The Montane zone, at an elevation of 8,000 ft. to 10,000 ft., is described as the ponderosa pine savannah. Picture a parklike grassland with large trees spread far apart. The fire cycle reduced the number of younger trees and underbrush. The pumpkin-orange bark of older ponderosa pines peels off in layers as it burns, helping to make these trees fire-resistant. Suppressing fires over the last century has interrupted this cycle to the point that when fires do take hold, they burn with greater intensity. When these fires hit overgrown stands of trees, they “crown,” leaping from treetop to treetop with a heat that can alter the soil and destroy the seed bank, allowing invasive weed species to move in.

Climate change is also a factor in the decline of forests.

Warmer weather increases transpiration, causing plants to take up more moisture from the soil and evaporate it into the atmosphere. This, combined with a prolonged drought, has left our forests tinder dry. In addition, the lack of prolonged deep cold in winter has led to an increase in beetles that kill conifers. Pine and spruce beetles have always been part of forest ecology. The combination of these two factors, drought-stressed trees more vulnerable to attack and an increase in insects, has led to a massive die-off of ponderosa pine, lodgepole pine in the upper Montane Zone, and spruce trees in the subalpine forest at 10,000 to 11,500 ft.

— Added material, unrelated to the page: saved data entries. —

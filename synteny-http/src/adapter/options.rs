use futures::future::AbortRegistration;

/// Per-request options.
#[derive(Debug, Default)]
pub struct Options {
    pub(super) abort_registration: Option<AbortRegistration>,
}

impl Options {
    /// Sets the abort registration used to cancel the request.
    ///
    /// Aborting the paired [`futures::future::AbortHandle`] ends the request with
    /// [`crate::Error::Aborted`]. If the request started the underlying fetch, the fetch is
    /// cancelled for every caller waiting on it. If the request only joined a fetch already in
    /// flight, only this request ends.
    pub fn set_abort_registration(mut self, abort_registration: AbortRegistration) -> Self {
        self.abort_registration = Some(abort_registration);
        self
    }
}
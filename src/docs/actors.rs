use super::markdown::{cell, document_header, field_list, heading, link, table};
use crate::actors::scoring::{dimension_display, MAX_TOTAL};
use crate::actors::{Actor, ActorRegistry};
use crate::config::Config;
use crate::languages::countries::country_name;
use crate::records::{Contact, Person, ProjectRef, Publication};
use crate::render::format::DASH;
use std::collections::BTreeMap;

/// Anchor of an actor section.
pub fn anchor(id: &str) -> String {
    format!("actor_{}", id)
}

fn limited(items: &[String], shown: usize) -> String {
    let mut out = items.iter().take(shown).cloned().collect::<Vec<_>>().join(", ");
    if items.len() > shown {
        out.push_str(&format!(" +{}", items.len() - shown));
    }
    out
}

fn contact_text(contact: Option<&Contact>) -> Option<String> {
    match contact? {
        Contact::Plain(value) => Some(value.clone()),
        Contact::Channels {
            email,
            mailing_list,
            slack,
        } => {
            let mut parts = Vec::new();
            if let Some(email) = email {
                parts.push(email.clone());
            }
            if let Some(list) = mailing_list {
                parts.push(format!("Mailing list: {}", list));
            }
            if let Some(slack) = slack {
                parts.push(format!("Slack: {}", slack));
            }
            (!parts.is_empty()).then(|| parts.join(" | "))
        }
    }
}

fn priority(actor: &Actor) -> String {
    match (actor.score.total(), actor.score.tier()) {
        (Some(total), Some(tier)) => format!("{}/{} ({})", total, MAX_TOTAL, tier),
        _ => "Incomplete".to_string(),
    }
}

/// Actors document: summary table, then one section per actor in registry order.
///
/// `language_names` maps ISO codes to display names for the coverage lines.
pub fn actors_markdown(
    config: &Config,
    registry: &ActorRegistry,
    language_names: &BTreeMap<String, String>,
    generated_at: &str,
) -> String {
    let mut out = document_header(
        "WCA NLP Landscape: Actors",
        generated_at,
        &config.repo_url,
        &config.live_url,
    );

    out.push_str(&heading(1, "Summary", None));
    out.push_str(&format!("{} actors mapped.\n\n", registry.len()));

    let rows: Vec<Vec<String>> = registry
        .actors()
        .iter()
        .map(|actor| {
            let record = &actor.record;
            let countries: Vec<String> = record
                .countries
                .iter()
                .map(|c| country_name(c).to_string())
                .collect();
            vec![
                link(actor.name(), &format!("#{}", anchor(&actor.id))),
                cell(&record.kind_label()),
                cell(&limited(&countries, 5)),
                cell(&limited(&record.languages, 8)),
                cell(record.openness.as_deref().unwrap_or_default()),
                cell(record.maturity.as_deref().unwrap_or_default()),
                cell(record.engagement_status.as_deref().unwrap_or_default()),
                cell(&priority(actor)),
            ]
        })
        .collect();
    out.push_str(&table(
        &["Actor", "Type", "Countries", "Languages", "Openness", "Maturity", "Engagement", "Priority"],
        &rows,
    ));

    for actor in registry.actors() {
        out.push_str(&actor_section(actor, language_names));
    }
    out
}

fn actor_section(actor: &Actor, language_names: &BTreeMap<String, String>) -> String {
    let record = &actor.record;
    let mut out = heading(1, actor.name(), Some(&anchor(&actor.id)));

    let url_field = |url: &Option<String>| url.as_deref().map(|u| link(u, u));
    out.push_str(&field_list(&[
        ("Type", Some(record.kind_label())),
        ("Location", record.location.clone()),
        ("Founded", record.founded.clone()),
        ("Size", record.organization_size.clone()),
        ("Funding", record.funding.clone()),
        ("Website", url_field(&record.website)),
        ("GitHub", url_field(&record.github)),
        ("Hugging Face", url_field(&record.huggingface)),
        ("Contact", contact_text(record.contact.as_ref())),
        ("Openness", record.openness.clone()),
        ("Maturity", record.maturity.clone()),
        ("Engagement", record.engagement_status.clone()),
        ("Last updated", record.last_updated.clone()),
    ]));

    out.push_str(&heading(2, "Prioritization", None));
    match &record.scores {
        Some(scores) => {
            out.push_str(&format!("**{}**\n\n", actor.score));
            let rows: Vec<Vec<String>> = scores
                .dimensions()
                .iter()
                .map(|(name, value)| {
                    vec![
                        cell(&name.replace('_', " ")),
                        dimension_display(*value).unwrap_or_else(|| DASH.to_string()),
                    ]
                })
                .collect();
            out.push_str(&table(&["Dimension", "Score"], &rows));
        }
        None => out.push_str("Not scored yet.\n\n"),
    }

    if let Some(description) = record.description.as_deref().filter(|d| !d.trim().is_empty()) {
        out.push_str(&heading(2, "Description", None));
        out.push_str(&format!("{}\n\n", description.trim()));
    }

    if let Some(relevance) = record.relevance.as_deref().filter(|r| !r.trim().is_empty()) {
        out.push_str(&heading(2, "Relevance", None));
        out.push_str(&format!("{}\n\n", relevance.trim()));
    }

    if !record.countries.is_empty() || !record.languages.is_empty() {
        out.push_str(&heading(2, "Coverage", None));
        let countries: Vec<&str> = record.countries.iter().map(|c| country_name(c)).collect();
        let languages: Vec<String> = record
            .languages
            .iter()
            .map(|iso| match language_names.get(iso) {
                Some(name) => format!("{} ({})", name, iso),
                None => iso.clone(),
            })
            .collect();
        out.push_str(&field_list(&[
            ("Countries", Some(countries.join(", "))),
            ("Languages", Some(languages.join(", "))),
        ]));
    }

    if !record.key_people.is_empty() {
        out.push_str(&heading(2, "Key People", None));
        for person in &record.key_people {
            let line = match person {
                Person::Plain(name) => name.clone(),
                Person::Detailed {
                    name,
                    role,
                    affiliation,
                    note,
                } => {
                    let detail: Vec<&str> = [role, affiliation, note]
                        .into_iter()
                        .flatten()
                        .map(String::as_str)
                        .collect();
                    if detail.is_empty() {
                        name.clone()
                    } else {
                        format!("{} ({})", name, detail.join(", "))
                    }
                }
            };
            out.push_str(&format!("- {}\n", line));
        }
        out.push('\n');
    }

    if !record.projects.is_empty() {
        out.push_str(&heading(2, "Projects", None));
        for project in &record.projects {
            let line = match project {
                ProjectRef::Plain(name) => name.clone(),
                ProjectRef::Detailed {
                    name,
                    url,
                    description,
                } => {
                    let title = url.as_deref().map(|u| link(name, u)).unwrap_or_else(|| name.clone());
                    match description {
                        Some(d) => format!("{}: {}", title, d),
                        None => title,
                    }
                }
            };
            out.push_str(&format!("- {}\n", line));
        }
        if let Some(url) = &record.projects_url {
            out.push_str(&format!("- {}\n", link("All projects", url)));
        }
        out.push('\n');
    }

    if !record.publications.is_empty() {
        out.push_str(&heading(2, "Publications", None));
        for publication in &record.publications {
            let line = match publication {
                Publication::Plain(title) => title.clone(),
                Publication::Detailed { title, url, venue } => {
                    let title = url.as_deref().map(|u| link(title, u)).unwrap_or_else(|| title.clone());
                    match venue {
                        Some(v) => format!("{} ({})", title, v),
                        None => title,
                    }
                }
            };
            out.push_str(&format!("- {}\n", line));
        }
        if let Some(url) = &record.publications_url {
            out.push_str(&format!("- {}\n", link("All publications", url)));
        }
        out.push('\n');
    }

    if !record.partnerships.is_empty() {
        out.push_str(&heading(2, "Partnerships", None));
        for partner in &record.partnerships {
            out.push_str(&format!("- {}\n", partner));
        }
        out.push('\n');
    }

    if let Some(notes) = record.notes.as_deref().filter(|n| !n.trim().is_empty()) {
        out.push_str(&heading(2, "Notes", None));
        out.push_str(&format!("{}\n\n", notes.trim()));
    }
    out
}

The Subalpine zone is critical for the municipal water supply of Colorado’s major cities. Our water does not come from an aquifer, but from snow, which blows off of the treeless alpine tundra and is trapped and slowly released as the snow melts through the summer.

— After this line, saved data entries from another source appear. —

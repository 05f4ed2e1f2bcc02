//! Pandoc Markdown building blocks.

use crate::render::format::DASH;

/// Text safe inside a pipe-table cell.
pub fn cell(text: &str) -> String {
    let text = text.trim();
    if text.is_empty() {
        return DASH.to_string();
    }
    text.replace('|', "\\|").replace(['\r', '\n'], " ")
}

/// `[text](target)`; brackets in the label are escaped.
pub fn link(text: &str, target: &str) -> String {
    let label = text.replace('[', "\\[").replace(']', "\\]");
    format!("[{}]({})", label, target)
}

/// Heading with an explicit anchor: `# Wolof (wol) {#lang_wol}`.
pub fn heading(level: usize, text: &str, anchor: Option<&str>) -> String {
    let hashes = "#".repeat(level);
    match anchor {
        Some(anchor) => format!("{} {} {{#{}}}\n\n", hashes, text, anchor),
        None => format!("{} {}\n\n", hashes, text),
    }
}

/// Pipe table. Cells must already be escaped with [`cell`] or be links.
pub fn table(headers: &[&str], rows: &[Vec<String>]) -> String {
    let mut out = format!("| {} |\n", headers.join(" | "));
    out.push_str(&format!("|{}\n", "---|".repeat(headers.len())));
    for row in rows {
        out.push_str(&format!("| {} |\n", row.join(" | ")));
    }
    out.push('\n');
    out
}

/// `- **Label:** value` lines, skipping empty values.
pub fn field_list(fields: &[(&str, Option<String>)]) -> String {
    let mut out = String::new();
    for (label, value) in fields {
        if let Some(value) = value.as_deref().map(str::trim).filter(|v| !v.is_empty()) {
            out.push_str(&format!("- **{}:** {}\n", label, value));
        }
    }
    if !out.is_empty() {
        out.push('\n');
    }
    out
}

/// Document header: pandoc title block, timestamp and project links.
pub fn document_header(title: &str, generated_at: &str, repo_url: &str, live_url: &str) -> String {
    format!(
        "---\ntitle: \"{}\"\n---\n\nGenerated: {}\n\nSource: <{}>\n\nLive site: <{}>\n\n",
        title.replace('"', "\\\""),
        generated_at,
        repo_url,
        live_url
    )
}

#[cfg(test)]
mod tests {
    use super::*;

    #[test]
    fn test_cell_escapes_pipes_and_newlines() {
        assert_eq!(cell("a | b\nc"), "a \\| b c");
        assert_eq!(cell("  "), DASH);
    }

    #[test]
    fn test_heading_anchor() {
        assert_eq!(heading(1, "Wolof (wol)", Some("lang_wol")), "# Wolof (wol) {#lang_wol}\n\n");
        assert_eq!(heading(2, "Summary", None), "## Summary\n\n");
    }

    #[test]
    fn test_table_layout() {
        let t = table(&["A", "B"], &[vec!["1".into(), link("x", "#lang_x")]]);
        assert_eq!(t, "| A | B |\n|---|---|\n| 1 | [x](#lang_x) |\n\n");
    }

    #[test]
    fn test_field_list_skips_empty() {
        let out = field_list(&[("Family", Some("Niger-Congo".into())), ("Script", None), ("Size", Some(" ".into()))]);
        assert_eq!(out, "- **Family:** Niger-Congo\n\n");
    }
}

The problems of the subalpine forest are not new. Ecologists say that the forest has never fully recovered from the disappearance of wooly mammoths that helped with forest regeneration by knocking down trees. Ten thousand years ago, perhaps as a result of the receding ice age, and/or the influx of human beings into the area, mammoths declined into extinction.

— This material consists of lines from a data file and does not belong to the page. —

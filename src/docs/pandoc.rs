use crate::error::{LandscapeError, LandscapeResult};
use std::path::Path;
use std::process::Command;
use tracing::debug;

/// Convert a Markdown file to `.docx` with the external converter.
pub fn convert(pandoc: &str, input: &Path, output: &Path) -> LandscapeResult<()> {
    debug!("{} {} -o {}", pandoc, input.display(), output.display());

    let result = Command::new(pandoc)
        .arg(input)
        .arg("-o")
        .arg(output)
        .args(["--from", "markdown", "--to", "docx"])
        .output()
        .map_err(|e| {
            if e.kind() == std::io::ErrorKind::NotFound {
                LandscapeError::Conversion(format!(
                    "'{}' not found; install pandoc or set PANDOC_PATH",
                    pandoc
                ))
            } else {
                LandscapeError::Conversion(format!("failed to run '{}': {}", pandoc, e))
            }
        })?;

    if !result.status.success() {
        let stderr = String::from_utf8_lossy(&result.stderr);
        return Err(LandscapeError::Conversion(format!(
            "'{}' exited with {}: {}",
            pandoc,
            result.status,
            stderr.trim()
        )));
    }
    Ok(())
}

#[cfg(test)]
mod tests {
    use super::*;
    use tempfile::TempDir;

    #[test]
    fn test_missing_converter() {
        let dir = TempDir::new().unwrap();
        let err = convert(
            "/nonexistent/pandoc",
            &dir.path().join("a.md"),
            &dir.path().join("a.docx"),
        )
        .unwrap_err();
        assert!(matches!(err, LandscapeError::Conversion(_)));
        assert!(err.to_string().contains("PANDOC_PATH"));
    }

    #[cfg(unix)]
    #[test]
    fn test_converter_exit_status() {
        let dir = TempDir::new().unwrap();
        let input = dir.path().join("a.md");
        let output = dir.path().join("a.docx");

        assert!(convert("true", &input, &output).is_ok());
        assert!(matches!(
            convert("false", &input, &output),
            Err(LandscapeError::Conversion(_))
        ));
    }
}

Trying to predict what will happen in nature is problematic, particularly in a period of rapid climate change.

It’s interesting to note, however, that the map of the current fire at RMNP goes around a fire break at Cub Lake where 3,500 acres previously burned, in 2012. Eight years later, this area is showing signs of healthy forest regeneration with abundant shrubs and an increase in aspen trees.

The fire’s ability to regenerate grasslands and deciduous shrubs and trees will ultimately improve the area for deer, elk, and moose. If the referendum to reintroduce wolves into Colorado passes this November, it would be interesting to see how these animals might influence the makeup of plants within the forest, as they help to reduce over-browsing by moving grazing animals along.

Problems that will result from these fires will include erosion, siltation of streams, and impacts to municipal water supplies and delivery systems. Hopefully, this might also move public opinion to prioritize ecological health as a critical part of healthy communities.

There are still millions of acres of dead standing timber out there awaiting our next period of hot, dry weather. The forest is already regenerating from beetle kill in many places, but it faces a second challenge from the burning of dead timber. There are also the compounded impacts of climate change as tons of carbon is released into the atmosphere, even as the oxygen-producing trees decline.

Critical elements of effective environmental stewardship include the development of some kind of concern for nature (even if it is simple self-preservation), an understanding of how natural systems work, and perhaps most importantly, the application of effort and resources sufficient to accomplish the work.

Hopefully, we will see a greater concern for our environmental issues, drought and water conservation, climate change, as well as less resistance on the part of the public to forest management practices: controlled burns and forest thinning.

Forests operate at a pace of millennia, and in all probability, forests on this planet will regain some kind of equilibrium in time—the question is whether we human beings will.